There is a lot to say about the film, but I feel ultimately safe in guessing that I cannot spoil the ending by talking about it; the revelatory title spills it all. The film follows our Dante on a single night from the moment he begins to feel sick until his ultimate death at the hands of an indifferent health care system. Puiu has created as naturalistic and realistic a fiction as I have ever seen; the slow, perfectly modulated decline of Lazarescu's health is one of the most infuriatingly comic and tragically accurate depictions of the state of modern medicine as one is likely to ever see. Michael Moore's forthcoming HMO documentary will have a hard time trumping this film for outrage, laughs, and melancholic frustration.

At the heart of this film is Fiscuteanu's performance as Lazarescu; a performance so gripping that it creates a tangible, slowly mounting sense of anxiety as Lazarescu fades away to the chorus of insulting, bickering medical professionals who are supposed to be saving his life but instead spend their time flirting, arguing, and attacking each other's enormous egos. Every Dante must have a Virgil (a name which we hear throughout the film), and this Dante is guided through the health care hell by an EMT named Mioara (Luminita Gheorghiu), a woman on the fringes of the health care system who, albeit reluctantly, is the only person who empathizes with Lazarescu's constant dismissal and the only one who takes professional and personal responsibility for him. When she leaves his side at the end of the film, we know that no good will come of it; his guardian angel gone, Lazarescu has nothing left to do but to die.

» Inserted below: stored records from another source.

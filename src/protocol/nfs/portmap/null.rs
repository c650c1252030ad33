//! Implementation of the NULL procedure (procedure 0) for PORTMAP protocol
//! as defined in RFC 1057 Appendix A.
//!
//! The NULL procedure does no work. It is available to allow server response
//! testing and timing. It has no arguments and returns nothing.

use std::io::{Read, Write};

use tracing::debug;

use crate::protocol::xdr::{self, Serialize};

/// Handles PORTMAP protocol NULL procedure (procedure 0)
///
/// NULL is a no-operation RPC call used to check if the portmapper is
/// responding. Takes no arguments and returns an empty reply with
/// successful status.
pub fn pmapproc_null(
    xid: u32,
    _: &mut impl Read,
    output: &mut impl Write,
) -> Result<(), anyhow::Error> {
    debug!(target: "rpc", "pmapproc_null({:?})", xid);
    xdr::rpc::make_success_reply(xid).serialize(output)?;
    Ok(())
}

In his comments in Cannes, Puiu mentioned that he sees this film as the first in a film by film answer to Eric Rohmer's Six Moral Tales series, and you can see the relationship immediately; whereas Rohmer's films show the constant search for love and human connection between people, Puiu seems set upon expanding that responsibility to the social contract and exposing the troubled relationship between people and the institutions that they create and serve. If The Death Of Mr. Lazarescu is any indication of things to come, there are five amazing films on the way and I am very much looking forward to following Puiu's tales of the state of human relations. In the meantime, I'm going to have a hard time getting Fiscuteanu's face out of my head as experiencing the loss of this character was such a traumatizing experience, I know I won't recover from losing him any time soon.